■ Try it ■
For each line of the data below that holds "surfaced", copy the line.

Records from a collection:
──────────

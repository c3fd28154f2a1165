//! Codec error taxonomy
//!
//! The codec never retries or repairs a stream: every failure is surfaced to
//! the caller with enough context (bytes consumed, last good timestamp) for a
//! precise diagnostic, and no partial trace is ever returned on an error path.

use thiserror::Error;

/// Errors surfaced by the RLE capture codec
#[derive(Debug, Error)]
pub enum CodecError {
    /// Enabled-channel mask selects no channel groups
    #[error("channel mask 0x{mask:08x} enables no channel groups")]
    Configuration { mask: u32 },

    /// Stream ended mid-word or with a dangling run count
    ///
    /// A short read exactly at a word boundary is normal end-of-capture and
    /// never produces this error.
    #[error(
        "capture stream corrupt: truncated mid-word after {bytes_consumed} bytes \
         (last complete transition at sample {last_timestamp})"
    )]
    CorruptStream {
        bytes_consumed: u64,
        last_timestamp: u64,
    },

    /// A RUN word appeared before any SAMPLE word established a level
    #[error("protocol violation: run-length word at byte {bytes_consumed} precedes any sample word")]
    Protocol { bytes_consumed: u64 },

    /// Cooperative cancellation observed between words
    ///
    /// Distinct from corruption so callers can tell user-cancel from device
    /// failure.
    #[error(
        "capture cancelled after {bytes_consumed} bytes \
         (last complete transition at sample {last_timestamp})"
    )]
    Cancelled {
        bytes_consumed: u64,
        last_timestamp: u64,
    },

    /// I/O error from the byte source
    #[error("I/O error: {0}")]
    Io(#[from] std::io::Error),
}

impl CodecError {
    /// True when the error is a cooperative cancellation, not a failure
    pub fn is_cancelled(&self) -> bool {
        matches!(self, Self::Cancelled { .. })
    }
}

/// Result type alias using CodecError
pub type CodecResult<T> = Result<T, CodecError>;

#[cfg(test)]
mod tests {
    use super::*;

    #[test]
    fn test_configuration_error_message() {
        let err = CodecError::Configuration { mask: 0 };
        assert!(err.to_string().contains("0x00000000"));
        assert!(err.to_string().contains("no channel groups"));
    }

    #[test]
    fn test_corrupt_stream_carries_context() {
        let err = CodecError::CorruptStream {
            bytes_consumed: 17,
            last_timestamp: 42,
        };
        let msg = err.to_string();
        assert!(msg.contains("17"));
        assert!(msg.contains("42"));
    }

    #[test]
    fn test_is_cancelled() {
        let cancelled = CodecError::Cancelled {
            bytes_consumed: 0,
            last_timestamp: 0,
        };
        assert!(cancelled.is_cancelled());
        assert!(!CodecError::Protocol { bytes_consumed: 1 }.is_cancelled());
    }

    #[test]
    fn test_io_error_from() {
        let io_err = std::io::Error::new(std::io::ErrorKind::BrokenPipe, "port closed");
        let err: CodecError = io_err.into();
        assert!(err.to_string().contains("I/O error"));
    }
}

──────────

■ Result of the exercise ■
//! The codec never retries or repairs a stream: every failure is surfaced to
/// Errors surfaced by the RLE capture codec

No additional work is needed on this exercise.